ZGC can be really aggressive in RAM usage. Are your pause times under 10 ms? As long as you stay within your heap limits, does it really matter if it allocates more compared to G1?
Yeah, pause times are fine, but the memory metrics are all over the place.
With your setup (Java 24, ZGC, K8s, SoftMaxHeapSize), we had similar experiences with maxRamPercentage not being respected. Switching to Xmx and SoftMaxHeapSize worked wonders for us! I’d recommend monitoring the RSS alongside CGroup for better insights as well.
It sounds like ZGC can be a bit tricky. We've dealt with similar issues where the memory reported felt way off, sometimes up to three times higher than the actual usage. I’d recommend checking out the article on ZGC and heap multi-mapping for some insights.
I heard that only the non-generation mode used to cause those issues, but it seems like the generational mode has improved with JDK 21.
We went through the same struggles with ZGC initially, thinking it was going to be the future of garbage collection. We found that the memory accounting was just really inaccurate which didn’t match our actual usage. So, we went back to optimizing G1, and that seemed to fix a lot of our headaches!

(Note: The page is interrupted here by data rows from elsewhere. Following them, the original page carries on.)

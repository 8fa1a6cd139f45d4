//! Dash generator (§4.C.7): walks a flattened polyline by arc length,
//! emitting `MoveTo`/`LineTo` runs for each "dash-on" interval and skipping
//! the "gap" intervals in between.

use core_geom::vertex::Command;

use crate::subpath::{split_subpaths, Subpath};

/// One `(dash_len, gap_len)` pair in pixels, as configured by
/// `stroke-dasharray`.
pub type DashPattern = Vec<(f64, f64)>;

struct Walker<'p> {
    pattern: &'p DashPattern,
    total: f64,
    idx: usize,
    remaining: f64,
    on: bool,
}

impl<'p> Walker<'p> {
    fn new(pattern: &'p DashPattern) -> Option<Self> {
        let total: f64 = pattern.iter().map(|(d, g)| d + g).sum();
        if pattern.is_empty() || total <= 0.0 {
            return None;
        }
        Some(Self {
            pattern,
            total,
            idx: 0,
            remaining: pattern[0].0.max(0.0),
            on: true,
        })
    }

    fn advance(&mut self, mut len: f64, mut on_run: impl FnMut(f64), mut off_run: impl FnMut(f64)) {
        while len > 0.0 {
            if self.remaining <= 0.0 {
                self.idx = (self.idx + 1) % self.pattern.len();
                self.on = !self.on;
                self.remaining = if self.on {
                    self.pattern[self.idx].0
                } else {
                    self.pattern[self.idx].1
                };
                if self.remaining <= 0.0 {
                    continue;
                }
            }
            let step = len.min(self.remaining);
            if self.on {
                on_run(step);
            } else {
                off_run(step);
            }
            len -= step;
            self.remaining -= step;
        }
    }
}

fn dash_points(points: &[(f64, f64)], closed: bool, pattern: &DashPattern) -> Vec<Subpath> {
    if points.len() < 2 {
        return vec![];
    }
    let mut walker = match Walker::new(pattern) {
        Some(w) => w,
        None => {
            return vec![Subpath { points: points.to_vec(), closed }];
        }
    };

    let mut out = Vec::new();
    let mut current: Option<Vec<(f64, f64)>> = if walker.on {
        Some(vec![points[0]])
    } else {
        None
    };

    let mut visit = |a: (f64, f64), b: (f64, f64)| {
        let seg_len = ((b.0 - a.0).powi(2) + (b.1 - a.1).powi(2)).sqrt();
        if seg_len < f64::EPSILON {
            return;
        }
        let (dx, dy) = ((b.0 - a.0) / seg_len, (b.1 - a.1) / seg_len);
        let mut traveled = 0.0;
        walker.advance(
            seg_len,
            |step| {
                traveled += step;
                let p = (a.0 + dx * traveled, a.1 + dy * traveled);
                current.get_or_insert_with(Vec::new).push(p);
            },
            |step| {
                traveled += step;
                if let Some(run) = current.take() {
                    if run.len() >= 2 {
                        out.push(Subpath { points: run, closed: false });
                    }
                }
            },
        );
    };

    let n = points.len();
    let edges = if closed { n } else { n - 1 };
    for i in 0..edges {
        visit(points[i], points[(i + 1) % n]);
    }
    if let Some(run) = current.take() {
        if run.len() >= 2 {
            out.push(Subpath { points: run, closed: false });
        }
    }
    out
}

pub fn dash(commands: &[Command], pattern: &DashPattern) -> Vec<Command> {
    let mut subs = Vec::new();
    for sub in split_subpaths(commands) {
        subs.extend(dash_points(&sub.points, sub.closed, pattern));
    }
    crate::subpath::join_subpaths(&subs)
}
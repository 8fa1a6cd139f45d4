//! Rule filter expressions (§3 "a `Rule` carries ... an optional filter
//! expression"). As with `Property`, the filter *grammar* (CQL-like text)
//! is the out-of-scope external "expression/filter parsing" collaborator;
//! this models the in-memory AST a parsed filter evaluates against a
//! feature, which is squarely in scope since rule evaluation order and
//! if/else semantics (§3, §4.I) depend on it.

use core_geom::{Feature, Value};

#[derive(Debug, Clone, Copy, PartialEq, Eq)]
pub enum Cmp {
    Eq,
    Ne,
    Lt,
    Le,
    Gt,
    Ge,
}

#[derive(Debug, Clone)]
pub enum Filter {
    /// No condition: always matches. The default for a rule with no
    /// `filter` property.
    True,
    Cmp(Cmp, String, Value),
    And(Vec<Filter>),
    Or(Vec<Filter>),
    Not(Box<Filter>),
}

fn compare(cmp: Cmp, lhs: &Value, rhs: &Value) -> bool {
    match cmp {
        Cmp::Eq => values_eq(lhs, rhs),
        Cmp::Ne => !values_eq(lhs, rhs),
        _ => match (lhs.as_f64(), rhs.as_f64()) {
            (Some(a), Some(b)) => match cmp {
                Cmp::Lt => a < b,
                Cmp::Le => a <= b,
                Cmp::Gt => a > b,
                Cmp::Ge => a >= b,
                Cmp::Eq | Cmp::Ne => unreachable!(),
            },
            _ => false,
        },
    }
}

fn values_eq(lhs: &Value, rhs: &Value) -> bool {
    match (lhs.as_f64(), rhs.as_f64()) {
        (Some(a), Some(b)) => a == b,
        _ => match (lhs.as_str(), rhs.as_str()) {
            (Some(a), Some(b)) => a == b,
            _ => match (lhs.as_bool(), rhs.as_bool()) {
                (Some(a), Some(b)) => a == b,
                _ => lhs.is_null() && rhs.is_null(),
            },
        },
    }
}

impl Filter {
    pub fn eval(&self, feature: &Feature) -> bool {
        match self {
            Filter::True => true,
            Filter::Cmp(cmp, name, rhs) => compare(*cmp, feature.attr(name), rhs),
            Filter::And(parts) => parts.iter().all(|f| f.eval(feature)),
            Filter::Or(parts) => parts.iter().any(|f| f.eval(feature)),
            Filter::Not(inner) => !inner.eval(feature),
        }
    }

    /// Attribute names this filter reads, used by `AttributeCollector`.
    pub fn referenced_attrs(&self, out: &mut Vec<String>) {
        match self {
            Filter::True => {}
            Filter::Cmp(_, name, _) => out.push(name.clone()),
            Filter::And(parts) | Filter::Or(parts) => {
                for f in parts {
                    f.referenced_attrs(out);
                }
            }
            Filter::Not(inner) => inner.referenced_attrs(out),
        }
    }
}
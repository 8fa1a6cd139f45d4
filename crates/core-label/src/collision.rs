//! The collision detector (§4.G): a bulk-loadable R-tree of placed label
//! boxes, queried before every new placement and cleared per-layer when
//! `clear_label_cache` is set (§4.I).

use core_geom::BBox;
use rstar::{RTree, RTreeObject, AABB};

/// One accepted placement's footprint: a rectangle, an optional key used
/// for duplicate-suppression at a minimum distance, and that distance.
#[derive(Debug, Clone, PartialEq)]
pub struct CollisionRecord {
    pub bbox: BBox,
    pub key: Option<String>,
    pub min_distance: f64,
}

impl CollisionRecord {
    pub fn new(bbox: BBox) -> Self {
        Self { bbox, key: None, min_distance: 0.0 }
    }

    pub fn with_key(mut self, key: impl Into<String>, min_distance: f64) -> Self {
        self.key = Some(key.into());
        self.min_distance = min_distance;
        self
    }
}

impl RTreeObject for CollisionRecord {
    type Envelope = AABB<[f64; 2]>;

    fn envelope(&self) -> Self::Envelope {
        AABB::from_corners([self.bbox.min_x, self.bbox.min_y], [self.bbox.max_x, self.bbox.max_y])
    }
}

/// Minimum distance between two axis-aligned rectangles; `0.0` when they
/// overlap or touch.
fn rect_distance(a: &BBox, b: &BBox) -> f64 {
    let dx = (a.min_x.max(b.min_x) - a.max_x.min(b.max_x)).max(0.0);
    let dy = (a.min_y.max(b.min_y) - a.max_y.min(b.max_y)).max(0.0);
    (dx * dx + dy * dy).sqrt()
}

/// Owned collision detector; one per render pass, never shared across
/// passes (§5 "the collision detector is owned by the renderer").
#[derive(Debug, Default)]
pub struct CollisionDetector {
    tree: RTree<CollisionRecord>,
    max_min_distance: f64,
}

impl CollisionDetector {
    pub fn new() -> Self {
        Self::default()
    }

    pub fn bulk_load(records: Vec<CollisionRecord>) -> Self {
        let max_min_distance = records.iter().fold(0.0f64, |m, r| m.max(r.min_distance));
        Self { tree: RTree::bulk_load(records), max_min_distance }
    }

    /// Unconditional add (§4.G `insert`).
    pub fn insert(&mut self, record: CollisionRecord) {
        self.max_min_distance = self.max_min_distance.max(record.min_distance);
        self.tree.insert(record);
    }

    /// Drops every record. Called at detector construction and at layer
    /// start when `clear_label_cache` is set (§4.I).
    pub fn clear(&mut self) {
        self.tree = RTree::new();
        self.max_min_distance = 0.0;
    }

    pub fn len(&self) -> usize {
        self.tree.size()
    }

    pub fn is_empty(&self) -> bool {
        self.tree.size() == 0
    }

    /// `false` if the tree contains any record whose bbox, expanded by
    /// `margin`, intersects `bbox`, or whose `key` matches `key` and whose
    /// bbox is within that record's `min_distance` of `bbox` (§4.G).
    /// Every record whose bbox intersects `bbox` (§4.H "Debug" symbolizer:
    /// draws the collision boxes currently held by the detector).
    pub fn records_intersecting<'a>(&'a self, bbox: &BBox) -> impl Iterator<Item = &'a CollisionRecord> {
        let query_env = AABB::from_corners([bbox.min_x, bbox.min_y], [bbox.max_x, bbox.max_y]);
        self.tree.locate_in_envelope_intersecting(&query_env)
    }

    pub fn has_placement(&self, bbox: &BBox, key: Option<&str>, margin: f64) -> bool {
        let search_pad = margin.max(self.max_min_distance);
        let query_env = AABB::from_corners(
            [bbox.min_x - search_pad, bbox.min_y - search_pad],
            [bbox.max_x + search_pad, bbox.max_y + search_pad],
        );
        for record in self.tree.locate_in_envelope_intersecting(&query_env) {
            if record.bbox.padded(margin).intersects(bbox) {
                return false;
            }
            if let (Some(k), Some(rk)) = (key, record.key.as_deref()) {
                if k == rk && rect_distance(&record.bbox, bbox) < record.min_distance {
                    return false;
                }
            }
        }
        true
    }
}

#[cfg(test)]
mod tests {
    use super::*;

    fn box_at(x: f64, y: f64, w: f64, h: f64) -> BBox {
        BBox { min_x: x, min_y: y, max_x: x + w, max_y: y + h }
    }

    #[test]
    fn empty_detector_accepts_any_placement() {
        let d = CollisionDetector::new();
        assert!(d.has_placement(&box_at(0.0, 0.0, 20.0, 20.0), None, 0.0));
    }

    #[test]
    fn overlapping_boxes_without_a_key_collide() {
        let mut d = CollisionDetector::new();
        d.insert(CollisionRecord::new(box_at(0.0, 0.0, 20.0, 20.0)));
        assert!(!d.has_placement(&box_at(10.0, 10.0, 20.0, 20.0), None, 0.0));
    }

    #[test]
    fn non_overlapping_boxes_do_not_collide() {
        let mut d = CollisionDetector::new();
        d.insert(CollisionRecord::new(box_at(0.0, 0.0, 10.0, 10.0)));
        assert!(d.has_placement(&box_at(100.0, 100.0, 10.0, 10.0), None, 0.0));
    }

    #[test]
    fn margin_extends_the_exclusion_zone() {
        let mut d = CollisionDetector::new();
        d.insert(CollisionRecord::new(box_at(0.0, 0.0, 10.0, 10.0)));
        // 5 units away: fine with no margin, collides with a 10-unit margin.
        assert!(d.has_placement(&box_at(15.0, 0.0, 10.0, 10.0), None, 0.0));
        assert!(!d.has_placement(&box_at(15.0, 0.0, 10.0, 10.0), None, 10.0));
    }

    #[test]
    fn matching_key_within_min_distance_collides_even_without_overlap() {
        let mut d = CollisionDetector::new();
        d.insert(CollisionRecord::new(box_at(0.0, 0.0, 10.0, 10.0)).with_key("Main St", 50.0));
        assert!(!d.has_placement(&box_at(30.0, 0.0, 10.0, 10.0), Some("Main St"), 0.0));
        assert!(d.has_placement(&box_at(30.0, 0.0, 10.0, 10.0), Some("Other St"), 0.0));
    }

    #[test]
    fn clear_drops_every_record() {
        let mut d = CollisionDetector::new();
        d.insert(CollisionRecord::new(box_at(0.0, 0.0, 10.0, 10.0)));
        d.clear();
        assert_eq!(d.len(), 0);
        assert!(d.has_placement(&box_at(0.0, 0.0, 10.0, 10.0), None, 0.0));
    }

    #[test]
    fn records_intersecting_finds_overlapping_boxes_only() {
        let mut d = CollisionDetector::new();
        d.insert(CollisionRecord::new(box_at(0.0, 0.0, 10.0, 10.0)));
        d.insert(CollisionRecord::new(box_at(100.0, 100.0, 10.0, 10.0)));
        let hits: Vec<_> = d.records_intersecting(&box_at(5.0, 5.0, 10.0, 10.0)).collect();
        assert_eq!(hits.len(), 1);
        assert_eq!(hits[0].bbox, box_at(0.0, 0.0, 10.0, 10.0));
    }

    #[test]
    fn allow_overlap_means_callers_simply_never_check() {
        // §8 property 8: under allow_overlap=true the detector's size equals
        // the candidate count because every candidate gets inserted without
        // ever calling has_placement.
        let mut d = CollisionDetector::new();
        for i in 0..5 {
            d.insert(CollisionRecord::new(box_at(i as f64, i as f64, 20.0, 20.0)));
        }
        assert_eq!(d.len(), 5);
    }
}
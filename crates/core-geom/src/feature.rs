//! A feature as consumed by the style processor (§3, §6).
//!
//! Lifetime: produced by a `Featureset` iterator (core-datasource), consumed
//! by the symbolizer dispatcher, dropped once every symbolizer of every
//! firing rule has processed it.

use std::collections::HashMap;

use crate::geometry::CachedGeometry;
use crate::value::Value;

/// A raster tile attached to a feature, already decoded to premultiplied or
/// straight RGBA-8 rows (the raster symbolizer path decides which via its
/// own `core-pixel::Color::premultiplied` flag on ingestion).
#[derive(Debug, Clone)]
pub struct RasterTile {
    pub width: u32,
    pub height: u32,
    /// Tightly packed RGBA-8 rows, top-to-bottom, row-major.
    pub rgba: Vec<u8>,
    /// Geographic extent the tile covers, in the same units as the feature's
    /// geometry coordinates would be if it had one.
    pub extent: crate::geometry::BBox,
}

#[derive(Debug)]
pub struct Feature {
    id: i64,
    attributes: HashMap<String, Value>,
    geometry: Option<CachedGeometry>,
    raster: Option<RasterTile>,
}

impl Feature {
    pub fn new(id: i64) -> Self {
        Self {
            id,
            attributes: HashMap::new(),
            geometry: None,
            raster: None,
        }
    }

    pub fn with_geometry(mut self, geometry: crate::geometry::Geometry) -> Self {
        self.geometry = Some(CachedGeometry::new(geometry));
        self
    }

    pub fn with_raster(mut self, raster: RasterTile) -> Self {
        self.raster = Some(raster);
        self
    }

    pub fn with_attr(mut self, name: impl Into<String>, value: impl Into<Value>) -> Self {
        self.attributes.insert(name.into(), value.into());
        self
    }

    pub fn id(&self) -> i64 {
        self.id
    }

    pub fn geometry(&self) -> Option<&CachedGeometry> {
        self.geometry.as_ref()
    }

    pub fn raster(&self) -> Option<&RasterTile> {
        self.raster.as_ref()
    }

    /// Returns `Value::Null` for unknown attribute names, never an error —
    /// symbolizer property expressions must be able to evaluate against a
    /// feature that doesn't carry every attribute a style references.
    pub fn attr(&self, name: &str) -> &Value {
        self.attributes.get(name).unwrap_or(&Value::Null)
    }

    pub fn attribute_names(&self) -> impl Iterator<Item = &str> {
        self.attributes.keys().map(|s| s.as_str())
    }
}
//! Douglas–Peucker simplification (§4.C.4), tolerance in pixels. Operates
//! per subpath and always preserves the subpath's `MoveTo`/`Close` framing —
//! only interior vertices are eligible for removal.

use core_geom::vertex::Command;

use crate::subpath::{join_subpaths, split_subpaths, Subpath};

fn perpendicular_distance(p: (f64, f64), a: (f64, f64), b: (f64, f64)) -> f64 {
    let (dx, dy) = (b.0 - a.0, b.1 - a.1);
    let len_sq = dx * dx + dy * dy;
    if len_sq < f64::EPSILON {
        let (ex, ey) = (p.0 - a.0, p.1 - a.1);
        return (ex * ex + ey * ey).sqrt();
    }
    let num = (dy * p.0 - dx * p.1 + b.0 * a.1 - b.1 * a.0).abs();
    num / len_sq.sqrt()
}

fn dp_recurse(points: &[(f64, f64)], tolerance: f64, keep: &mut [bool]) {
    if points.len() < 3 {
        return;
    }
    let (first, last) = (points[0], points[points.len() - 1]);
    let mut max_dist = 0.0;
    let mut max_idx = 0;
    for (i, &p) in points.iter().enumerate().take(points.len() - 1).skip(1) {
        let d = perpendicular_distance(p, first, last);
        if d > max_dist {
            max_dist = d;
            max_idx = i;
        }
    }
    if max_dist > tolerance {
        keep[max_idx] = true;
        dp_recurse(&points[..=max_idx], tolerance, &mut keep[..=max_idx]);
        dp_recurse(&points[max_idx..], tolerance, &mut keep[max_idx..]);
    }
}

fn simplify_points(points: &[(f64, f64)], tolerance: f64) -> Vec<(f64, f64)> {
    if points.len() < 3 || tolerance <= 0.0 {
        return points.to_vec();
    }
    let mut keep = vec![false; points.len()];
    keep[0] = true;
    *keep.last_mut().unwrap() = true;
    dp_recurse(points, tolerance, &mut keep);
    points
        .iter()
        .zip(keep.iter())
        .filter_map(|(&p, &k)| k.then_some(p))
        .collect()
}

pub fn simplify(commands: &[Command], tolerance_px: f64) -> Vec<Command> {
    let subs: Vec<Subpath> = split_subpaths(commands)
        .into_iter()
        .map(|sub| Subpath {
            points: simplify_points(&sub.points, tolerance_px),
            closed: sub.closed,
        })
        .collect();
    join_subpaths(&subs)
}

#[cfg(test)]
mod tests {
    use super::*;

    #[test]
    fn collinear_interior_points_are_removed() {
        let cmds = vec![
            Command::MoveTo { x: 0.0, y: 0.0 },
            Command::LineTo { x: 1.0, y: 0.01 },
            Command::LineTo { x: 2.0, y: -0.01 },
            Command::LineTo { x: 10.0, y: 0.0 },
            Command::End,
        ];
        let out = simplify(&cmds, 1.0);
        assert_eq!(out.len(), 3); // MoveTo, LineTo, End
    }

    #[test]
    fn a_sharp_corner_survives_simplification() {
        let cmds = vec![
            Command::MoveTo { x: 0.0, y: 0.0 },
            Command::LineTo { x: 5.0, y: 10.0 },
            Command::LineTo { x: 10.0, y: 0.0 },
            Command::End,
        ];
        let out = simplify(&cmds, 1.0);
        assert_eq!(out.len(), 4);
    }

    #[test]
    fn endpoints_are_always_preserved() {
        let cmds = vec![
            Command::MoveTo { x: 0.0, y: 0.0 },
            Command::LineTo { x: 0.001, y: 0.0 },
            Command::LineTo { x: 0.002, y: 0.0 },
            Command::End,
        ];
        let out = simplify(&cmds, 5.0);
        assert_eq!(out.first().unwrap().terminal(), Some((0.0, 0.0)));
        assert_eq!(out[out.len() - 2].terminal(), Some((0.002, 0.0)));
    }
}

Right? No blog ever mentions that you might just have to find these things out on your own.
Honestly, I think a well-tuned G1GC outperformed ZGC for us across multiple microservices. You may also want to try Shenandoah with adaptive heuristics; we found it handled our loads better but you won’t hear much about it from Oracle.
We've been experimenting with new Java features and wanted to stay updated, especially since big companies are pushing these changes.